**INSTRUCTIONS FOR THE TASK:**
Where does the string "usize" appear in the records? Copy every line that contains it.

Collected data entries
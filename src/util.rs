/// Asserts that a numerical value is in the provided interval `[a,b]` and panics
/// with a helpful message if not
///
/// ### Example
/// ```should_panic
/// # use deepq::assert_interval;
/// let gamma = 2.0;
/// assert_interval!(gamma, 0.0, 1.0);
/// ```
/// This will panic with the message "Invalid value for \`gamma\`. Must be in the interval \[0, 1\]."
#[macro_export]
macro_rules! assert_interval {
    ($var:expr, $a:expr, $b:expr) => {
        assert!(
            $var >= $a && $var <= $b,
            "Invalid value for `{}`. Must be in the interval [{}, {}].",
            stringify!($var),
            $a,
            $b,
        );
    };
}

/// Index of the first maximum in `values`, or `None` if `values` is empty
///
/// NaN compares below every number, so it is only picked when nothing else is available.
pub(crate) fn argmax(values: &[f32]) -> Option<usize> {
    let mut best: Option<(usize, f32)> = None;
    for (i, &v) in values.iter().enumerate() {
        match best {
            None => best = Some((i, v)),
            Some((_, b)) if b.is_nan() && !v.is_nan() => best = Some((i, v)),
            Some((_, b)) if v > b => best = Some((i, v)),
            _ => {}
        }
    }
    best.map(|(i, _)| i)
}

#[cfg(test)]
mod tests {
    use super::*;

    #[test]
    fn argmax_first_of_ties() {
        assert_eq!(argmax(&[1.0, 3.0, 3.0, 2.0]), Some(1));
        assert_eq!(argmax(&[]), None);
    }

    #[test]
    fn argmax_skips_nan() {
        assert_eq!(argmax(&[f32::NAN, -1.0, -2.0]), Some(1));
        assert_eq!(argmax(&[f32::NAN]), Some(0));
    }

    #[test]
    #[should_panic(expected = "Must be in the interval")]
    fn assert_interval_panics() {
        let x = 1.5;
        assert_interval!(x, 0.0, 1.0);
    }
}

**EXPECTED ANSWER:**
pub(crate) fn argmax(values: &[f32]) -> Option<usize> {
    let mut best: Option<(usize, f32)> = None;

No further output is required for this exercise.